In the afternoon, after Jane has taken Sam to the park and walked briskly along Moorgate’s high street to unknot her back, she opens the casebook records for 1877. When she’d come up from UCL to do her research on northern asylums she’d photocopied Leeson’s pages and a handful of others — of patients who were at the Whitmore around the time of the trio’s walk in the woods — but because she’d fallen behind in her dissertation, she hadn’t read the casebooks thoroughly.
It happens now that as Jane reads through some of the casebooks she hadn’t photocopied she feels as if she is rereading them, as if they are stories about people she has come to know and can imagine, as if the jottings and spare details are the transcript of a dream. Samuel Murray, 40. Admitted: March 2, 1877. Cause of insanity: Overwork. Marital strain. She comes to the casebook of a Mr. H.J. Morley and realizes with a start that this is Herschel’s. She either hadn’t noticed it as a student, or hadn’t thought to copy it, had relied instead on the hospital logbook, Thorpe’s case report and Leeson’s more voluminous stack of notes to frame the events of the day. Now, suddenly, here he is in inky blue calligraphy: Age: 32. Admitted: May 17, 1877. Occupation: Farmer. Status: Unknown. Degree of Education: Unknown. And then in a different hand, under the notes of admission: Refuses to work farm equipment or tend field. Complains of pains in limbs, exhibits swollen digits and capillaries on face. Was found on roof of neighbouring cottage; refused to be brought down. Consistently mislays or removes various items of clothes.
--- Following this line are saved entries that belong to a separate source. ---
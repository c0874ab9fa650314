// Copyright 2014-2016 bluss and ndarray developers.
//
// Licensed under the Apache License, Version 2.0 <LICENSE-APACHE or
// http://www.apache.org/licenses/LICENSE-2.0> or the MIT license
// <LICENSE-MIT or http://opensource.org/licenses/MIT>, at your
// option. This file may not be copied, modified, or distributed
// except according to those terms.
use std::cmp;

use num_traits::Float;

/// Compute the sum of the values in `xs`
pub(crate) fn unrolled_sum<A>(mut xs: &[A]) -> A
where
    A: Float,
{
    // eightfold unrolled so that floating point can be vectorized
    // (even with strict floating point accuracy semantics)
    let mut acc = A::zero();
    let (mut p0, mut p1, mut p2, mut p3, mut p4, mut p5, mut p6, mut p7) = (
        A::zero(),
        A::zero(),
        A::zero(),
        A::zero(),
        A::zero(),
        A::zero(),
        A::zero(),
        A::zero(),
    );
    while xs.len() >= 8 {
        p0 = p0 + xs[0];
        p1 = p1 + xs[1];
        p2 = p2 + xs[2];
        p3 = p3 + xs[3];
        p4 = p4 + xs[4];
        p5 = p5 + xs[5];
        p6 = p6 + xs[6];
        p7 = p7 + xs[7];

        xs = &xs[8..];
    }
    acc = acc + (p0 + p4);
    acc = acc + (p1 + p5);
    acc = acc + (p2 + p6);
    acc = acc + (p3 + p7);
    for &x in xs {
        acc = acc + x;
    }
    acc
}

/// Sum and count of the values in `xs` that are not NaN.
pub(crate) fn nan_sum_count<A>(xs: &[A]) -> (A, usize)
where
    A: Float,
{
    xs.iter()
        .filter(|x| !x.is_nan())
        .fold((A::zero(), 0), |(sum, n), &x| (sum + x, n + 1))
}

/// Fold `xs` with `pick` (a min or max), NaN if `xs` is empty or holds NaN.
pub(crate) fn extremum<A, F>(xs: &[A], pick: F) -> A
where
    A: Float,
    F: Fn(A, A) -> A,
{
    let (first, rest) = match xs.split_first() {
        Some(split) => split,
        None => return A::nan(),
    };
    let mut acc = *first;
    if acc.is_nan() {
        return acc;
    }
    for &x in rest {
        if x.is_nan() {
            return x;
        }
        acc = pick(acc, x);
    }
    acc
}

/// Fold the values of `xs` that are not NaN with `pick`; NaN if there are
/// none.
pub(crate) fn nan_extremum<A, F>(xs: &[A], pick: F) -> A
where
    A: Float,
    F: Fn(A, A) -> A,
{
    xs.iter()
        .filter(|x| !x.is_nan())
        .fold(None, |acc, &x| match acc {
            None => Some(x),
            Some(acc) => Some(pick(acc, x)),
        })
        .unwrap_or_else(A::nan)
}

/// Compute pairwise equality
///
/// `xs` and `ys` may be of different length, in which case they compare
/// unequal.
pub(crate) fn unrolled_eq<A>(xs: &[A], ys: &[A]) -> bool
where
    A: PartialEq,
{
    if xs.len() != ys.len() {
        return false;
    }
    // eightfold unrolled for performance (this is not done by llvm automatically)
    let len = cmp::min(xs.len(), ys.len());
    let mut xs = &xs[..len];
    let mut ys = &ys[..len];

    while xs.len() >= 8 {
        if (xs[0] != ys[0])
            | (xs[1] != ys[1])
            | (xs[2] != ys[2])
            | (xs[3] != ys[3])
            | (xs[4] != ys[4])
            | (xs[5] != ys[5])
            | (xs[6] != ys[6])
            | (xs[7] != ys[7])
        {
            return false;
        }
        xs = &xs[8..];
        ys = &ys[8..];
    }

    xs.iter().zip(ys).all(|(x, y)| x == y)
}

#[cfg(test)]
mod tests {
    use super::{extremum, nan_extremum, nan_sum_count, unrolled_eq, unrolled_sum};

    #[test]
    fn sum() {
        let xs: Vec<f64> = (1..=20).map(f64::from).collect();
        assert_eq!(unrolled_sum(&xs), 210.);
        assert_eq!(unrolled_sum::<f64>(&[]), 0.);
    }

    #[test]
    fn nan_aware() {
        let xs = [1., f64::NAN, 3.];
        assert_eq!(nan_sum_count(&xs), (4., 2));
        assert_eq!(nan_extremum(&xs, f64::max), 3.);
        assert!(extremum(&xs, f64::max).is_nan());
        assert!(nan_extremum(&[f64::NAN, f64::NAN], f64::min).is_nan());
        assert!(extremum::<f64, _>(&[], f64::min).is_nan());
    }

    #[test]
    fn eq() {
        let xs: Vec<i32> = (0..19).collect();
        let mut ys = xs.clone();
        assert!(unrolled_eq(&xs, &ys));
        ys[17] = -1;
        assert!(!unrolled_eq(&xs, &ys));
        assert!(!unrolled_eq(&xs, &ys[..3]));
    }
}
//! Run orchestration.
//!
//! One run brings the configured series up to date, prepares it, replays the
//! market maker over it and writes the per-step report.

use crate::config::AppConfig;
use crate::error::AppResult;
use asmm_core::{Clock, Series, SystemClock};
use asmm_feed::CacheSynchronizer;
use asmm_mm::{SimulationReport, Simulator, StepRecord};
use asmm_persistence::{JsonLinesSeriesStore, JsonLinesWriter, SeriesStore};
use asmm_registry::{
    BinanceClient, ExchangeInfoSource, KlineSource, PaginatedFetcher, SymbolFilterCache,
};
use chrono::{Duration, NaiveDateTime};
use std::path::PathBuf;
use std::sync::Arc;
use tracing::{info, warn};

/// Report records buffered before each write.
const REPORT_BUFFER_SIZE: usize = 500;

/// Application backed by the live Binance API and the on-disk cache.
pub type BinanceApplication =
    Application<Arc<BinanceClient>, Arc<BinanceClient>, JsonLinesSeriesStore, SystemClock>;

/// Main application.
pub struct Application<K, E, S, C> {
    config: AppConfig,
    synchronizer: CacheSynchronizer<K, S, C>,
    filters: SymbolFilterCache<E>,
    simulator: Simulator,
}

impl BinanceApplication {
    /// Create the live application.
    pub fn new(config: AppConfig) -> AppResult<Self> {
        let client = Arc::new(BinanceClient::new(config.rest_url.clone())?);
        let store = JsonLinesSeriesStore::new(&config.store);
        Self::with_components(config, Arc::clone(&client), client, store, SystemClock)
    }
}

impl<K, E, S, C> Application<K, E, S, C>
where
    K: KlineSource,
    E: ExchangeInfoSource,
    S: SeriesStore,
    C: Clock,
{
    /// Assemble the application from explicit collaborators.
    pub fn with_components(
        config: AppConfig,
        klines: K,
        exchange_info: E,
        store: S,
        clock: C,
    ) -> AppResult<Self> {
        config.validate()?;

        let fetcher = PaginatedFetcher::new(klines, config.fetcher.clone());
        let synchronizer = CacheSynchronizer::new(fetcher, store, clock, config.sync.clone());
        let filters = SymbolFilterCache::new(exchange_info, &config.store.data_dir);
        let simulator = Simulator::new(config.sim.clone())?;

        Ok(Self {
            config,
            synchronizer,
            filters,
            simulator,
        })
    }

    pub fn config(&self) -> &AppConfig {
        &self.config
    }

    /// Fetch, simulate and report.
    ///
    /// Returns the report and the path of the step records.
    pub async fn run(&self, now: NaiveDateTime) -> AppResult<(SimulationReport, PathBuf)> {
        let symbol = &self.config.symbol;
        let interval = self.config.interval;

        info!(%symbol, %interval, lookback_hours = self.config.lookback_hours, "Starting run");

        self.log_precision().await;

        let series = self.load_series(now).await?;
        if let (Some(first), Some(last)) = (series.first(), series.last()) {
            info!(candles = series.len(), first = %first.time, last = %last.time, "Series ready");
        } else {
            warn!(%symbol, "No candles in lookback window");
        }

        let report = self.simulator.run_series(&series)?;
        let path = self.write_report(&report.steps, now)?;

        info!(
            steps = report.steps.len(),
            fills = report.fills.len(),
            final_cash = report.final_cash,
            final_inventory = report.final_inventory,
            profit = report.profit,
            report = %path.display(),
            "Run summary"
        );

        Ok((report, path))
    }

    /// Cached series covering the lookback window ending at `now`.
    async fn load_series(&self, now: NaiveDateTime) -> AppResult<Series> {
        let start = now - Duration::hours(i64::from(self.config.lookback_hours));
        let series = self
            .synchronizer
            .get_data(&self.config.symbol, self.config.interval, Some(start), None)
            .await?;
        Ok(series)
    }

    /// Informational only; a failed lookup never aborts the run.
    async fn log_precision(&self) {
        match self.filters.precision(&self.config.symbol).await {
            Ok(p) => info!(
                symbol = %self.config.symbol,
                qty_decimals = p.qty_decimals,
                tick_size = %p.tick_size,
                price_decimals = p.price_decimals,
                "Symbol precision"
            ),
            Err(e) => warn!(symbol = %self.config.symbol, error = %e, "Symbol precision unavailable"),
        }
    }

    fn report_path(&self, now: NaiveDateTime) -> PathBuf {
        self.config.report_dir.join(format!(
            "report_{}_{}_{}.jsonl",
            self.config.symbol,
            self.config.interval,
            now.format("%Y%m%dT%H%M%S")
        ))
    }

    fn write_report(&self, steps: &[StepRecord], now: NaiveDateTime) -> AppResult<PathBuf> {
        let path = self.report_path(now);
        let mut writer = JsonLinesWriter::open(&path, REPORT_BUFFER_SIZE)?;
        for step in steps {
            writer.add_record(step.clone())?;
        }
        writer.close()?;
        Ok(path)
    }
}

#[cfg(test)]
mod tests {
    use super::*;
    use asmm_core::{Candle, FixedClock, Interval};
    use asmm_persistence::{MemorySeriesStore, StoreConfig};
    use asmm_registry::{PageRequest, SourceError};
    use chrono::NaiveDate;
    use serde_json::{json, Value};
    use std::io::BufRead;
    use tempfile::TempDir;
    use tokio_test::assert_ok;

    fn t0() -> NaiveDateTime {
        NaiveDate::from_ymd_opt(2024, 10, 1)
            .unwrap()
            .and_hms_opt(0, 0, 0)
            .unwrap()
    }

    fn bar(minute: i64) -> Candle {
        let open = 1.6 + 0.01 * (minute as f64 / 7.0).sin();
        let close = 1.6 + 0.01 * ((minute + 1) as f64 / 7.0).sin();
        Candle::new(
            t0() + Duration::minutes(minute),
            open,
            open.max(close) * 1.004,
            open.min(close) * 0.996,
            close,
            300.0,
        )
    }

    /// Thirteen hours of one-minute candles, newest window first.
    struct MarketSource;

    impl KlineSource for MarketSource {
        async fn fetch_page(&self, request: &PageRequest) -> Result<Vec<Candle>, SourceError> {
            let all: Vec<Candle> = (0..13 * 60)
                .map(bar)
                .filter(|c| request.start_time_ms.map_or(true, |s| c.open_time_ms() >= s))
                .filter(|c| request.end_time_ms.map_or(true, |e| c.open_time_ms() <= e))
                .collect();
            let skip = all.len().saturating_sub(request.limit as usize);
            Ok(all.into_iter().skip(skip).collect())
        }
    }

    struct ExchangeInfo(Option<Value>);

    impl ExchangeInfoSource for ExchangeInfo {
        async fn fetch_exchange_info(&self) -> Result<Value, SourceError> {
            self.0
                .clone()
                .ok_or_else(|| SourceError::Transport("offline".to_string()))
        }
    }

    fn config(dir: &TempDir) -> AppConfig {
        AppConfig {
            symbol: "SUIUSDT".to_string(),
            interval: Interval::Minute1,
            lookback_hours: 10,
            report_dir: dir.path().join("reports"),
            store: StoreConfig {
                data_dir: dir.path().to_path_buf(),
            },
            ..Default::default()
        }
    }

    fn app(
        dir: &TempDir,
        info: Option<Value>,
    ) -> Application<MarketSource, ExchangeInfo, MemorySeriesStore, Arc<FixedClock>> {
        let now = t0() + Duration::hours(13);
        Application::with_components(
            config(dir),
            MarketSource,
            ExchangeInfo(info),
            MemorySeriesStore::new(),
            Arc::new(FixedClock::new(now)),
        )
        .unwrap()
    }

    #[tokio::test]
    async fn test_run_simulates_lookback_window() {
        let dir = TempDir::new().unwrap();
        let app = app(&dir, None);
        let now = t0() + Duration::hours(13);

        let (report, path) = assert_ok!(app.run(now).await);

        // 10h window is 600 candles, minus 12 warm-up rows and the reference row.
        assert_eq!(report.steps.len(), 600 - 12 - 1);
        assert_eq!(report.steps[0].time, t0() + Duration::hours(3) + Duration::minutes(13));

        let lines = std::io::BufReader::new(std::fs::File::open(&path).unwrap())
            .lines()
            .count();
        assert_eq!(lines, report.steps.len());
        assert!(path.file_name().unwrap().to_str().unwrap().starts_with("report_SUIUSDT_1m_"));
    }

    #[tokio::test]
    async fn test_run_with_exchange_info_caches_filters() {
        let dir = TempDir::new().unwrap();
        let info = json!({
            "symbols": [{
                "symbol": "SUIUSDT",
                "filters": [
                    {"filterType": "PRICE_FILTER", "tickSize": "0.00010000"},
                    {"filterType": "LOT_SIZE", "stepSize": "0.10000000"}
                ]
            }]
        });
        let app = app(&dir, Some(info));

        app.run(t0() + Duration::hours(13)).await.unwrap();
        assert!(dir.path().join("data_filter_all.json").exists());
    }

    #[tokio::test]
    async fn test_invalid_config_rejected() {
        let dir = TempDir::new().unwrap();
        let mut bad = config(&dir);
        bad.symbol = String::new();

        let result = Application::with_components(
            bad,
            MarketSource,
            ExchangeInfo(None),
            MemorySeriesStore::new(),
            Arc::new(FixedClock::new(t0())),
        );
        assert!(result.is_err());
    }
}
Claims that his wife is an impostor. Lets crops foul when they are the sole means of income. Believes he is losing power of tongue.
The daily reports over the next three months are typically cryptic: agitated one day, compliant the next, morose, found naked by attendant in greenhouse, idle, behaviour improved, found picking at walls, refuses to speak, found with sewing scissors, found without shoes in garden, treated with cold bath, improving, wants to be read to, has difficulty sleeping, will not speak, gestures to throat repeatedly, admitted to hospital at B—, returned to W—, refuses meat, agitates fellow patients, broods.